Have you ever thought about how strange the design of houses today is?
I mean, take the roof, for example. Why is it made up of a bunch of little breakable shingles that have to be individually nailed down, when it could be just made out of nice, big, easy panels? You could just have these big - maybe eight by eight foot - sections of generic roof material - some sort of plastic, perhaps - that just bolt or snap into place. Building a roof that way would take maybe just a few man-hours, not a few hundred. After all, who wants little sections of tar paper nailed on to some plywood on top of their house anyway? Its just so inconvenient.
Fixing a leak in a shingle roof takes forever because you have to tear up something that was nailed down with the intention that it wouldn't come up. Then sometimes you have to put down a new piece of plywood, and yours will definitely not be exactly the same size as the one that you took out, so you have to cut it to make it fit. After that you have to nail it down and replace shingles one by one. Not exactly a quick, easy task. If you were using a modular roof system, you could just pop off the right panel (and maybe the ones above it), and put in a new one. done.

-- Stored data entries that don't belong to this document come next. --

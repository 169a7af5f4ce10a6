//! QuerySpec - filters, sort criteria, eager-load hints, and pagination.

use std::fmt;
use std::marker::PhantomData;

use super::{Predicate, SortCriterion};

/// An eager-load hint naming a related property to fetch alongside the
/// primary entity. Duplicates compare by name.
pub struct Include<T> {
    name: String,
    _entity: PhantomData<fn(&T)>,
}

impl<T> Include<T> {
    pub fn new(name: impl Into<String>) -> Self {
        Self {
            name: name.into(),
            _entity: PhantomData,
        }
    }

    pub fn name(&self) -> &str {
        &self.name
    }
}

impl<T> Clone for Include<T> {
    fn clone(&self) -> Self {
        Self {
            name: self.name.clone(),
            _entity: PhantomData,
        }
    }
}

impl<T> PartialEq for Include<T> {
    fn eq(&self, other: &Self) -> bool {
        self.name == other.name
    }
}

impl<T> Eq for Include<T> {}

impl<T> fmt::Debug for Include<T> {
    fn fmt(&self, f: &mut fmt::Formatter<'_>) -> fmt::Result {
        f.debug_tuple("Include").field(&self.name).finish()
    }
}

/// A specification of one repository read: which entities (filters, ANDed),
/// in what order (criteria, primary then tie-breaks), with which related
/// data (includes), and which page (skip/take, take 0 = unbounded).
///
/// Built empty, filled via the `add_*`/`set_*` operations, and consumed by
/// value by `Repository::query`. Adding an element already present (a clone
/// of a stored predicate/criterion, an include with a stored name) is
/// silently ignored.
pub struct QuerySpec<T> {
    filters: Vec<Predicate<T>>,
    sort_criteria: Vec<SortCriterion<T>>,
    includes: Vec<Include<T>>,
    skip: usize,
    take: usize,
}

impl<T> Default for QuerySpec<T> {
    fn default() -> Self {
        Self::new()
    }
}

impl<T> QuerySpec<T> {
    /// Create an empty specification: no filters, no ordering, no includes,
    /// skip 0, take unbounded.
    pub fn new() -> Self {
        Self {
            filters: Vec::new(),
            sort_criteria: Vec::new(),
            includes: Vec::new(),
            skip: 0,
            take: 0,
        }
    }

    /// Add a filter predicate. All filters are ANDed at evaluation.
    pub fn add_filter(&mut self, predicate: Predicate<T>) {
        if !self.filters.iter().any(|f| f.same_as(&predicate)) {
            self.filters.push(predicate);
        }
    }

    /// Add a sort criterion; the first added is primary, later ones break ties.
    pub fn add_sort_criterion(&mut self, criterion: SortCriterion<T>) {
        if !self.sort_criteria.iter().any(|c| c.same_as(&criterion)) {
            self.sort_criteria.push(criterion);
        }
    }

    /// Add an eager-load hint.
    pub fn include_property(&mut self, include: Include<T>) {
        if !self.includes.contains(&include) {
            self.includes.push(include);
        }
    }

    /// Set how many matching entities to skip before the page starts.
    pub fn set_skip(&mut self, skip: usize) {
        self.skip = skip;
    }

    /// Set the page size. 0 means unbounded.
    pub fn set_take(&mut self, take: usize) {
        self.take = take;
    }

    pub fn filters(&self) -> &[Predicate<T>] {
        &self.filters
    }

    pub fn sort_criteria(&self) -> &[SortCriterion<T>] {
        &self.sort_criteria
    }

    pub fn includes(&self) -> &[Include<T>] {
        &self.includes
    }

    pub fn skip(&self) -> usize {
        self.skip
    }

    pub fn take(&self) -> usize {
        self.take
    }

    /// Whether an entity passes every filter.
    pub fn matches(&self, entity: &T) -> bool {
        self.filters.iter().all(|f| f.test(entity))
    }
}

impl<T> fmt::Debug for QuerySpec<T> {
    fn fmt(&self, f: &mut fmt::Formatter<'_>) -> fmt::Result {
        f.debug_struct("QuerySpec")
            .field("filters", &self.filters.len())
            .field("sort_criteria", &self.sort_criteria.len())
            .field("includes", &self.includes)
            .field("skip", &self.skip)
            .field("take", &self.take)
            .finish()
    }
}

#[cfg(test)]
mod tests {
    use super::*;

    #[test]
    fn starts_empty_and_unbounded() {
        let spec: QuerySpec<i32> = QuerySpec::new();
        assert!(spec.filters().is_empty());
        assert!(spec.sort_criteria().is_empty());
        assert!(spec.includes().is_empty());
        assert_eq!(spec.skip(), 0);
        assert_eq!(spec.take(), 0);
    }

    #[test]
    fn duplicate_filter_stored_once() {
        let mut spec: QuerySpec<i32> = QuerySpec::new();
        let positive = Predicate::new(|n: &i32| *n > 0);

        spec.add_filter(positive.clone());
        spec.add_filter(positive.clone());
        assert_eq!(spec.filters().len(), 1);

        // Same logic, different closure: a distinct filter.
        spec.add_filter(Predicate::new(|n: &i32| *n > 0));
        assert_eq!(spec.filters().len(), 2);
    }

    #[test]
    fn duplicate_sort_criterion_ignored() {
        let mut spec: QuerySpec<i32> = QuerySpec::new();
        let natural = SortCriterion::ascending(|n: &i32| *n);

        spec.add_sort_criterion(natural.clone());
        spec.add_sort_criterion(natural);
        assert_eq!(spec.sort_criteria().len(), 1);
    }

    #[test]
    fn duplicate_include_ignored_by_name() {
        let mut spec: QuerySpec<i32> = QuerySpec::new();
        spec.include_property(Include::new("votes"));
        spec.include_property(Include::new("votes"));
        spec.include_property(Include::new("replies"));
        assert_eq!(spec.includes().len(), 2);
    }

    #[test]
    fn matches_ands_all_filters() {
        let mut spec: QuerySpec<i32> = QuerySpec::new();
        spec.add_filter(Predicate::new(|n: &i32| *n > 0));
        spec.add_filter(Predicate::new(|n: &i32| n % 2 == 0));

        assert!(spec.matches(&4));
        assert!(!spec.matches(&3));
        assert!(!spec.matches(&-2));
    }
}
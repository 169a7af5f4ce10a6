//! Error taxonomy for comment operations.

use thiserror::Error;

use crate::store::StoreError;

/// Failure kinds raised by the comment engine. Every validation and
/// business-rule failure is returned synchronously to the caller; nothing
/// is swallowed or logged-and-continued at this layer.
#[derive(Debug, Error)]
pub enum DomainError {
    /// A required argument was unusable: blank or over-length text, or a
    /// zero identifier where one is required.
    #[error("invalid argument: {0}")]
    InvalidArgument(String),

    /// A referenced user, article, comment, or vote does not exist.
    #[error("{entity} {id} not found")]
    NotFound { entity: &'static str, id: u64 },

    /// The requester is not the resource's author, or the resource is in a
    /// terminal state for the attempted operation.
    #[error("forbidden: {0}")]
    Forbidden(&'static str),

    /// The creation-anchored time window for the action has elapsed.
    #[error("{action} window for comment {comment_id} has expired")]
    Expired {
        action: &'static str,
        comment_id: u64,
    },

    /// A vote removal targeted a user with no vote on that comment.
    #[error("no vote by user {voter_id} on comment {comment_id}")]
    VoteNotFound { comment_id: u64, voter_id: u64 },

    /// Reserved for hosts that enforce a nesting limit through
    /// [`can_have_reply`](super::CommentService::can_have_reply); `reply`
    /// itself does not raise it.
    #[error("reply depth exceeds maximum of {max}")]
    ReplyDepthExceeded { max: u32 },

    /// The underlying store rejected a commit.
    #[error(transparent)]
    Store(#[from] StoreError),
}
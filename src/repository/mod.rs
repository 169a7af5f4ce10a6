//! Data access - repositories and the unit of work.
//!
//! A [`UnitOfWork`] owns one session over a shared [`RecordStore`] and
//! hands out one memoized [`Repository`] per entity type. Repositories
//! stage mutations on the session; `UnitOfWork::commit` applies everything
//! staged since the last commit as one atomic batch.
//!
//! [`RecordStore`]: crate::store::RecordStore

mod repository;
mod session;
mod unit_of_work;

pub(crate) use session::Session;

pub use repository::Repository;
pub use unit_of_work::UnitOfWork;
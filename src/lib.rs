mod clock;
mod comments;
mod domain;
mod query;
mod repository;
mod store;

pub use clock::{ManualTimeProvider, SystemTimeProvider, TimeProvider};
pub use comments::{
    BasicTextValidator, CommentService, DomainError, ModerationPolicy, TextRejected,
    TextValidator, ThreadNode,
};
pub use domain::{Article, Comment, CommentEdit, User, Visitor, Vote};
pub use query::{Direction, Include, OrderedSequence, Predicate, QuerySpec, SortCriterion};
pub use repository::{Repository, UnitOfWork};
pub use store::{InMemoryStore, Record, RecordStore, StagedWrite, StoreError, WriteOp};

// Re-export the EventEmitter from the event_emitter_rs crate
#[cfg(feature = "emitter")]
pub use event_emitter_rs::EventEmitter;
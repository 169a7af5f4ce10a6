//! UnitOfWork - one session, memoized repositories, one atomic commit.

use std::sync::{Arc, OnceLock};

use tracing::debug;

use crate::domain::{Article, Comment, User, Visitor};
use crate::store::{Record, RecordStore, StoreError};

use super::{Repository, Session};

/// Aggregates one repository per entity type over a single session.
///
/// Created per logical operation. Repositories are lazily constructed and
/// memoized on first access. `commit` applies everything staged since the
/// last commit atomically; dropping the unit of work discards whatever was
/// never committed. One instance belongs to one logical operation - it is
/// not meant to be shared across concurrent operations.
pub struct UnitOfWork {
    session: Arc<Session>,
    comments: OnceLock<Repository<Comment>>,
    users: OnceLock<Repository<User>>,
    articles: OnceLock<Repository<Article>>,
    visitors: OnceLock<Repository<Visitor>>,
}

impl UnitOfWork {
    /// Open a unit of work over the given store.
    pub fn new(store: Arc<dyn RecordStore>) -> Self {
        Self {
            session: Arc::new(Session::new(store)),
            comments: OnceLock::new(),
            users: OnceLock::new(),
            articles: OnceLock::new(),
            visitors: OnceLock::new(),
        }
    }

    pub fn comments(&self) -> &Repository<Comment> {
        self.comments
            .get_or_init(|| Repository::new(Arc::clone(&self.session)))
    }

    pub fn users(&self) -> &Repository<User> {
        self.users
            .get_or_init(|| Repository::new(Arc::clone(&self.session)))
    }

    pub fn articles(&self) -> &Repository<Article> {
        self.articles
            .get_or_init(|| Repository::new(Arc::clone(&self.session)))
    }

    pub fn visitors(&self) -> &Repository<Visitor> {
        self.visitors
            .get_or_init(|| Repository::new(Arc::clone(&self.session)))
    }

    /// A non-memoized repository for any other record type sharing this
    /// session. Useful for callers that bring their own entities to the
    /// query layer.
    pub fn repository_for<T: Record>(&self) -> Repository<T> {
        Repository::new(Arc::clone(&self.session))
    }

    /// Persist everything staged since the last commit as one atomic
    /// batch. A commit with nothing staged does not touch the store.
    /// May be called repeatedly over the life of the unit of work.
    pub fn commit(&self) -> Result<(), StoreError> {
        let batch = self.session.drain()?;
        if batch.is_empty() {
            return Ok(());
        }
        let writes = batch.len();
        self.session.store().apply(batch)?;
        debug!(writes, "unit of work committed");
        Ok(())
    }

    /// Discard everything staged since the last commit.
    pub fn rollback(&self) -> Result<(), StoreError> {
        self.session.discard()
    }
}
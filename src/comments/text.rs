//! Text validation - the collaborator consulted before any text persists.

use thiserror::Error;

/// Why a piece of comment text was rejected.
#[derive(Debug, Clone, PartialEq, Eq, Error)]
pub enum TextRejected {
    #[error("comment text is blank")]
    Blank,
    #[error("comment text exceeds {limit} characters")]
    TooLong { limit: usize },
}

/// Validates and normalizes comment text before it is persisted.
pub trait TextValidator: Send + Sync {
    fn validate(&self, text: &str) -> Result<String, TextRejected>;
}

/// Default validator: trims surrounding whitespace, rejects blank and
/// over-length text.
#[derive(Debug, Clone)]
pub struct BasicTextValidator {
    max_chars: usize,
}

impl Default for BasicTextValidator {
    fn default() -> Self {
        Self { max_chars: 10_000 }
    }
}

impl BasicTextValidator {
    pub fn new() -> Self {
        Self::default()
    }

    pub fn with_max_chars(mut self, max_chars: usize) -> Self {
        self.max_chars = max_chars;
        self
    }
}

impl TextValidator for BasicTextValidator {
    fn validate(&self, text: &str) -> Result<String, TextRejected> {
        let trimmed = text.trim();
        if trimmed.is_empty() {
            return Err(TextRejected::Blank);
        }
        if trimmed.chars().count() > self.max_chars {
            return Err(TextRejected::TooLong {
                limit: self.max_chars,
            });
        }
        Ok(trimmed.to_string())
    }
}
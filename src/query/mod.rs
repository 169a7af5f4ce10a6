//! Query specification - composable filters, ordered sorting with
//! tie-breaks, eager-load hints, and pagination.
//!
//! A [`QuerySpec`] is built empty, filled incrementally, and consumed
//! exactly once by a repository read. [`SortCriterion`] values chain into
//! primary + tie-break ordering over an [`OrderedSequence`].
//!
//! ## Example
//!
//! ```ignore
//! let mut spec = QuerySpec::new();
//! spec.add_filter(Predicate::new(|c: &Comment| !c.deleted));
//! spec.add_sort_criterion(SortCriterion::descending(|c: &Comment| c.created_at));
//! spec.add_sort_criterion(SortCriterion::ascending(|c: &Comment| c.id));
//! spec.set_take(20);
//! let page = uow.comments().query(spec)?;
//! ```

mod predicate;
mod sort;
mod spec;

pub use predicate::Predicate;
pub use sort::{Direction, OrderedSequence, SortCriterion};
pub use spec::{Include, QuerySpec};
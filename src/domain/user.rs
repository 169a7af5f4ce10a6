use chrono::{DateTime, Utc};
use serde::{Deserialize, Serialize};

use crate::store::Record;

/// A registered user, resolvable by id before any mutation references it.
#[derive(Debug, Clone, Serialize, Deserialize)]
pub struct User {
    pub id: u64,
    pub username: String,
    pub joined_at: DateTime<Utc>,
}

impl User {
    pub fn new(username: impl Into<String>, joined_at: DateTime<Utc>) -> Self {
        Self {
            id: 0,
            username: username.into(),
            joined_at,
        }
    }
}

impl Record for User {
    const COLLECTION: &'static str = "users";

    fn id(&self) -> u64 {
        self.id
    }

    fn set_id(&mut self, id: u64) {
        self.id = id;
    }
}
//! Comment - the central entity of the moderation engine.

use chrono::{DateTime, Utc};
use serde::{Deserialize, Serialize};

use crate::store::Record;

/// One user's vote on a comment. At most one per user per comment.
#[derive(Debug, Clone, PartialEq, Eq, Serialize, Deserialize)]
pub struct Vote {
    pub voter_id: u64,
    pub positive: bool,
}

/// Edit record, present once a comment has been edited at least once.
/// Repeated edits re-stamp the same record.
#[derive(Debug, Clone, PartialEq, Eq, Serialize, Deserialize)]
pub struct CommentEdit {
    pub edited_at: DateTime<Utc>,
}

/// A comment on an article, possibly a reply to another comment.
///
/// Replies form an id-keyed arena: each comment carries the ids of its
/// direct replies and the id of its article, never a live parent pointer.
/// The article owns the flat collection; `depth` is 0 for top-level
/// comments and parent depth + 1 for replies.
#[derive(Debug, Clone, Serialize, Deserialize)]
pub struct Comment {
    pub id: u64,
    pub article_id: u64,
    pub author_id: u64,
    pub body: String,
    pub created_at: DateTime<Utc>,
    pub deleted: bool,
    pub edit: Option<CommentEdit>,
    pub votes: Vec<Vote>,
    pub reply_ids: Vec<u64>,
    pub depth: u32,
}

impl Comment {
    /// A fresh top-level comment, id unassigned until inserted.
    pub fn new(
        article_id: u64,
        author_id: u64,
        body: impl Into<String>,
        created_at: DateTime<Utc>,
    ) -> Self {
        Self {
            id: 0,
            article_id,
            author_id,
            body: body.into(),
            created_at,
            deleted: false,
            edit: None,
            votes: Vec::new(),
            reply_ids: Vec::new(),
            depth: 0,
        }
    }

    /// A fresh reply inheriting the parent's article and nesting one level
    /// deeper.
    pub fn reply_to(
        parent: &Comment,
        author_id: u64,
        body: impl Into<String>,
        created_at: DateTime<Utc>,
    ) -> Self {
        let mut reply = Self::new(parent.article_id, author_id, body, created_at);
        reply.depth = parent.depth + 1;
        reply
    }

    /// This user's vote, if they have one.
    pub fn vote_of(&self, voter_id: u64) -> Option<&Vote> {
        self.votes.iter().find(|v| v.voter_id == voter_id)
    }

    /// Positive votes minus negative votes.
    pub fn score(&self) -> i64 {
        self.votes
            .iter()
            .map(|v| if v.positive { 1 } else { -1 })
            .sum()
    }

    /// Whether the comment has been edited at least once.
    pub fn is_edited(&self) -> bool {
        self.edit.is_some()
    }
}

impl Record for Comment {
    const COLLECTION: &'static str = "comments";

    fn id(&self) -> u64 {
        self.id
    }

    fn set_id(&mut self, id: u64) {
        self.id = id;
    }
}

#[cfg(test)]
mod tests {
    use super::*;

    #[test]
    fn reply_inherits_article_and_deepens() {
        let now = Utc::now();
        let mut parent = Comment::new(7, 1, "parent", now);
        parent.depth = 2;

        let reply = Comment::reply_to(&parent, 2, "child", now);
        assert_eq!(reply.article_id, 7);
        assert_eq!(reply.depth, 3);
        assert_eq!(reply.id, 0);
    }

    #[test]
    fn score_sums_polarities() {
        let mut comment = Comment::new(1, 1, "scored", Utc::now());
        comment.votes = vec![
            Vote { voter_id: 2, positive: true },
            Vote { voter_id: 3, positive: true },
            Vote { voter_id: 4, positive: false },
        ];
        assert_eq!(comment.score(), 1);
        assert!(comment.vote_of(3).unwrap().positive);
        assert!(comment.vote_of(9).is_none());
    }
}
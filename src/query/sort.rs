//! SortCriterion and OrderedSequence - chainable primary + tie-break sorts.

use std::cmp::Ordering;
use std::fmt;
use std::sync::Arc;

/// Sort direction for a criterion.
#[derive(Debug, Clone, Copy, PartialEq, Eq, Default)]
pub enum Direction {
    #[default]
    Ascending,
    Descending,
}

/// An ordering rule over `T`: a typed key extractor plus a direction.
///
/// Applied first via [`SortCriterion::apply_ordering`], then chained as a
/// tie-break via [`OrderedSequence::then`]. All sorts are stable, so
/// entities that compare equal under every applied criterion keep their
/// input order across repeated calls. Criteria compare by identity the
/// same way predicates do: clones are duplicates, fresh constructions
/// are not.
pub struct SortCriterion<T> {
    compare_keys: Arc<dyn Fn(&T, &T) -> Ordering + Send + Sync>,
    direction: Direction,
}

impl<T> SortCriterion<T> {
    /// Build a criterion from a key extractor and a direction.
    pub fn new<K, F>(key: F, direction: Direction) -> Self
    where
        K: Ord,
        F: Fn(&T) -> K + Send + Sync + 'static,
    {
        Self {
            compare_keys: Arc::new(move |a, b| key(a).cmp(&key(b))),
            direction,
        }
    }

    /// Ascending criterion over the extracted key's natural order.
    pub fn ascending<K, F>(key: F) -> Self
    where
        K: Ord,
        F: Fn(&T) -> K + Send + Sync + 'static,
    {
        Self::new(key, Direction::Ascending)
    }

    /// Descending criterion, reversing the key's natural order.
    pub fn descending<K, F>(key: F) -> Self
    where
        K: Ord,
        F: Fn(&T) -> K + Send + Sync + 'static,
    {
        Self::new(key, Direction::Descending)
    }

    /// The criterion's direction.
    pub fn direction(&self) -> Direction {
        self.direction
    }

    /// Compare two entities under this criterion, direction applied.
    pub fn compare(&self, a: &T, b: &T) -> Ordering {
        let natural = (self.compare_keys)(a, b);
        match self.direction {
            Direction::Ascending => natural,
            Direction::Descending => natural.reverse(),
        }
    }

    /// Apply this criterion as the primary ordering of an unordered sequence.
    pub fn apply_ordering(&self, mut items: Vec<T>) -> OrderedSequence<T> {
        items.sort_by(|a, b| self.compare(a, b));
        OrderedSequence {
            items,
            criteria: vec![self.clone()],
        }
    }

    /// Whether `other` is a clone of this criterion with the same direction.
    pub fn same_as(&self, other: &Self) -> bool {
        Arc::ptr_eq(&self.compare_keys, &other.compare_keys)
            && self.direction == other.direction
    }
}

impl<T> Clone for SortCriterion<T> {
    fn clone(&self) -> Self {
        Self {
            compare_keys: Arc::clone(&self.compare_keys),
            direction: self.direction,
        }
    }
}

impl<T> fmt::Debug for SortCriterion<T> {
    fn fmt(&self, f: &mut fmt::Formatter<'_>) -> fmt::Result {
        f.debug_struct("SortCriterion")
            .field("direction", &self.direction)
            .finish_non_exhaustive()
    }
}

/// A sequence already ordered by one or more criteria.
///
/// Further criteria chained with [`OrderedSequence::then`] refine ties
/// under the criteria applied so far without disturbing their order.
pub struct OrderedSequence<T> {
    items: Vec<T>,
    criteria: Vec<SortCriterion<T>>,
}

impl<T> OrderedSequence<T> {
    /// Chain a tie-break criterion onto the existing ordering.
    pub fn then(self, criterion: &SortCriterion<T>) -> Self {
        let Self {
            mut items,
            mut criteria,
        } = self;
        criteria.push(criterion.clone());
        items.sort_by(|a, b| {
            criteria
                .iter()
                .map(|c| c.compare(a, b))
                .find(|ord| *ord != Ordering::Equal)
                .unwrap_or(Ordering::Equal)
        });
        Self { items, criteria }
    }

    pub fn len(&self) -> usize {
        self.items.len()
    }

    pub fn is_empty(&self) -> bool {
        self.items.is_empty()
    }

    pub fn as_slice(&self) -> &[T] {
        &self.items
    }

    /// Consume the sequence, yielding the ordered items.
    pub fn into_vec(self) -> Vec<T> {
        self.items
    }
}
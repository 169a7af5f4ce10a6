use chrono::{DateTime, Utc};
use serde::{Deserialize, Serialize};

use crate::store::Record;

/// An anonymous visitor tracked by fingerprint.
#[derive(Debug, Clone, Serialize, Deserialize)]
pub struct Visitor {
    pub id: u64,
    pub fingerprint: String,
    pub last_seen_at: DateTime<Utc>,
}

impl Visitor {
    pub fn new(fingerprint: impl Into<String>, last_seen_at: DateTime<Utc>) -> Self {
        Self {
            id: 0,
            fingerprint: fingerprint.into(),
            last_seen_at,
        }
    }
}

impl Record for Visitor {
    const COLLECTION: &'static str = "visitors";

    fn id(&self) -> u64 {
        self.id
    }

    fn set_id(&mut self, id: u64) {
        self.id = id;
    }
}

And just why do we heat our water in the basement or garage or wherever? That requires two pipes to everything (Hot and Cold), insulation on the hot water pipe, a big heater thing, and lots of energy. If you heated the water right where you use it - say, the sink - then you would not lose energy the whole length of the pipe, you wouldn't need a big furnace, or tank, and you could run hot water without freezing the person in the shower.
Most of the ideas for houses are build today date back to the medieval ages. Drywall is just a replacement for stucco, two-by-fours are really just an improvement over roughly hew planks, and todays asphalt shingles are just an improvement upon wooden shingles. Pluming, electricity, and glass windows may be relatively new, but most of the technology of our houses is still far in the past.